Se volvió, pensando en como redactaría el informe que debería enviar a sus superiores de la OEI, y también el informe para su propio Gobierno.

—¿Vio usted cómo pareció disolverse hacia el agujero cuando le alcancé con el rociador? —preguntó Martinho—. Ese veneno es sumamente doloroso, doctor. Sin duda un hombre habría gritado.

—Un hombre enfundado en ropas protectoras —repuso Chen-Lhu, sin volverse. Pero comenzó a pensar en Martinho. Parecía genuinamente perplejo. No importaba. Todo aquel incidente iba a resultar muy útil, según vio Chen-Lhu entonces.

—Pero regresó al agujero —opinó Vierho—. Usted pudo verlo. Volvió.

A sus oídos llegó un violento rumor procedente de las personas obligadas a despejar la gran plaza. Pasó junto a ellos como algo que lleva el viento. Martinho se volvió, fijándose en la multitud.

—Vierho —ordenó.

—Sí, jefe…

—Tráete las carabinas de proyectil explosivo del camión.

—En seguida, jefe.

Vierho se dirigió de prisa hacia el camión de los bandeirantes, rodeado por algunos de ellos y ahora situado en una zona abierta de la plaza. Martinho reconoció a algunos de los hombres; los de Alvarez estaban en mayor número, pero también se veían bandeirantes de Hermosillo y Junitza.

—¿Qué pretende hacer con esos proyectiles explosivos? —preguntó Chen-Lhu.

—Voy a echar un vistazo dentro de ese agujero.

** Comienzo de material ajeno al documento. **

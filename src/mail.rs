//! Mail relay for widget order submissions.
//!
//! The public widget posts an order to `/send-mail`; this module owns the
//! payload shape, the HTML letter templates, and the transport client. Two
//! letters go out per order - a notification to the widget's admin address
//! and an acknowledgment to the submitter - both rendered from the same
//! template with the translation strings supplied in the request.
//!
//! Delivery itself is an external service: the client posts a
//! `{from, to, subject, html}` message to the configured HTTP mail API and
//! treats anything non-2xx as failure. No retries.

use anyhow::{Context, Result};
use serde::{Deserialize, Serialize};
use std::collections::BTreeMap;

use crate::catalog::MISSING_LABEL;
use crate::config::Config;

// ==================== Payload ====================

/// Order payload posted by the embedded widget.
///
/// Every field is optional at the decode layer so the handler can reproduce
/// the exact required-field contract (missing OR empty string counts as
/// absent) instead of a generic deserialization error. Unknown extra fields
/// are accepted and ignored.
#[derive(Debug, Clone, Default, Deserialize)]
#[serde(rename_all = "camelCase")]
pub struct SendMailRequest {
    #[serde(default)]
    pub name: Option<String>,
    #[serde(default)]
    pub phone: Option<String>,
    #[serde(default)]
    pub email: Option<String>,
    #[serde(default)]
    pub selected_house: Option<String>,
    #[serde(default)]
    pub selected_trademark: Option<String>,
    #[serde(default)]
    pub selected_color: Option<String>,
    #[serde(default)]
    pub admin_email: Option<String>,
    #[serde(default)]
    pub widget_name: Option<String>,
    #[serde(default)]
    pub pdf_url: Option<String>,
    #[serde(default)]
    pub translations: Option<MailTranslations>,
}

#[derive(Debug, Clone, Default, Deserialize)]
pub struct MailTranslations {
    #[serde(default)]
    pub form: BTreeMap<String, String>,
    #[serde(default)]
    pub widget: BTreeMap<String, String>,
}

fn blank(value: &Option<String>) -> bool {
    value.as_deref().unwrap_or("").is_empty()
}

impl SendMailRequest {
    /// The relay contract: `name`, `phone`, `email`, `adminEmail`,
    /// `widgetName`, `pdfUrl` and `translations` must all be present and
    /// non-empty. The selected catalog labels may be absent.
    pub fn missing_required_fields(&self) -> bool {
        blank(&self.name)
            || blank(&self.phone)
            || blank(&self.email)
            || blank(&self.admin_email)
            || blank(&self.widget_name)
            || blank(&self.pdf_url)
            || self.translations.is_none()
    }

    fn form_label(&self, key: &str) -> &str {
        self.translations
            .as_ref()
            .and_then(|t| t.form.get(key))
            .map(String::as_str)
            .unwrap_or(MISSING_LABEL)
    }

    fn widget_label(&self, key: &str) -> &str {
        self.translations
            .as_ref()
            .and_then(|t| t.widget.get(key))
            .map(String::as_str)
            .unwrap_or(MISSING_LABEL)
    }

    fn field<'a>(&self, value: &'a Option<String>) -> &'a str {
        value.as_deref().filter(|v| !v.is_empty()).unwrap_or(MISSING_LABEL)
    }
}

// ==================== Templates ====================

/// The order letter body sent to the widget admin.
pub fn order_html(request: &SendMailRequest) -> String {
    format!(
        r#"
      <h2>{header} "{widget_name}"</h2>
      <p><strong>{your_name}:</strong> {name}</p>
      <p><strong>{phone_number}:</strong> {phone}</p>
      <p><strong>{email_label}:</strong> {email}</p>
      <p><strong>{house_type}:</strong> {selected_house}</p>
      <p><strong>{tm}:</strong> {selected_trademark}</p>
      <p><strong>{color}:</strong> {selected_color}</p>
      <p>{letter_pdf}: <a href="{pdf_url}" target="_blank">{download_pdf}</a></p>
  "#,
        header = request.form_label("letter_header"),
        widget_name = request.field(&request.widget_name),
        your_name = request.form_label("your_name"),
        name = request.field(&request.name),
        phone_number = request.form_label("phone_number"),
        phone = request.field(&request.phone),
        email_label = request.form_label("email"),
        email = request.field(&request.email),
        house_type = request.form_label("house_type"),
        selected_house = request.field(&request.selected_house),
        tm = request.form_label("tm"),
        selected_trademark = request.field(&request.selected_trademark),
        color = request.form_label("color"),
        selected_color = request.field(&request.selected_color),
        letter_pdf = request.form_label("letter_pdf"),
        pdf_url = request.field(&request.pdf_url),
        download_pdf = request.widget_label("download_pdf"),
    )
}

/// The acknowledgment letter sent back to the submitter: a thank-you header
/// over a copy of the order.
pub fn acknowledgment_html(request: &SendMailRequest) -> String {
    format!(
        r#"
        <h3>{thanks}, {name}!</h3>
        <p>{feedback}</p>
        <hr/>
        {order}
      "#,
        thanks = request.form_label("letter_thanku"),
        name = request.field(&request.name),
        feedback = request.form_label("letter_feedback"),
        order = order_html(request),
    )
}

// ==================== Transport ====================

#[derive(Debug, Serialize)]
struct OutgoingMessage<'a> {
    from: &'a str,
    to: &'a str,
    subject: &'a str,
    html: &'a str,
}

#[derive(Clone)]
pub struct Mailer {
    client: reqwest::Client,
    api_url: String,
    token: String,
    from: String,
}

impl Mailer {
    pub fn new(config: &Config) -> Self {
        Self::from_parts(&config.mail_api_url, &config.mail_api_token, &config.mail_from)
    }

    pub fn from_parts(api_url: &str, token: &str, from: &str) -> Self {
        Self {
            client: reqwest::Client::new(),
            api_url: api_url.trim_end_matches('/').to_string(),
            token: token.to_string(),
            from: from.to_string(),
        }
    }

    /// Send one message through the mail API.
    pub async fn send(&self, to: &str, subject: &str, html: &str) -> Result<()> {
        let url = format!("{}/messages", self.api_url);

        let response = self
            .client
            .post(&url)
            .bearer_auth(&self.token)
            .json(&OutgoingMessage {
                from: &self.from,
                to,
                subject,
                html,
            })
            .send()
            .await
            .context("Failed to reach mail API")?;

        if !response.status().is_success() {
            let status = response.status();
            let body = response.text().await.unwrap_or_default();
            anyhow::bail!("Mail API error ({}): {}", status, body);
        }

        Ok(())
    }

    /// Relay one order: admin notification first, then the submitter
    /// acknowledgment. A failure on either send fails the relay.
    pub async fn relay_order(&self, request: &SendMailRequest) -> Result<()> {
        let subject = request.form_label("letter_subject");
        let admin_email = request.admin_email.as_deref().unwrap_or_default();
        let submitter_email = request.email.as_deref().unwrap_or_default();

        self.send(admin_email, subject, &order_html(request)).await?;
        self.send(submitter_email, subject, &acknowledgment_html(request))
            .await?;

        tracing::info!(
            "✓ Order relayed for widget {:?} to {} and {}",
            request.widget_name.as_deref().unwrap_or(""),
            admin_email,
            submitter_email
        );

        Ok(())
    }
}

—Mis hombres de la Seguridad pronto estarán aquí. Esperaremos a que vengan.

—Voy a entrar ahora.

—Martinho, le estoy diciendo que…

—Usted no pertenece al Gobierno de Brasil, doctor. Tengo autoridad de mi Gobierno para una tarea específica. Y esa tarea tengo que llevarla a cabo allí donde…

—Martinho, si destroza usted esa evidencia…

—Doctor, usted no estaba aquí encarándose con esa cosa. Estaba bien seguro allá lejos mientras yo me ganaba el derecho a mirar en ese agujero.

El rostro de Chen-Lhu se puso lívido de cólera, pero hizo un esfuerzo para controlar su voz. Lo pensó bien y dijo:

—Bien, entonces iré ahora con usted.

—Como guste.

Martinho miró por toda la plaza. Estaban sacando las carabinas por la parte trasera del camión. Vierho las comprobaba y luego las depositaba sobre el césped. Un negro alto y barbudo, con un brazo en cabestrillo, estaba junto a Vierho. El negro vestía el uniforme de simple bandeirante con el emblema dorado del rociador en el hombro izquierdo. Sus facciones estaban alteradas por el dolor.

—Allí está Alvarez —dijo Chen-Lhu.

—Sí, ya le he visto.

Chen-Lhu miró a Martinho, adoptó una sonrisa sibilina y adaptó el tono de su voz a su expresión.

—Johnny…, no luchemos entre nosotros. Usted sabe por qué la OEI me ha enviado al Brasil.

—Lo sé. China ya ha llevado a término la operación de sus insectos. Y ello gracias a usted.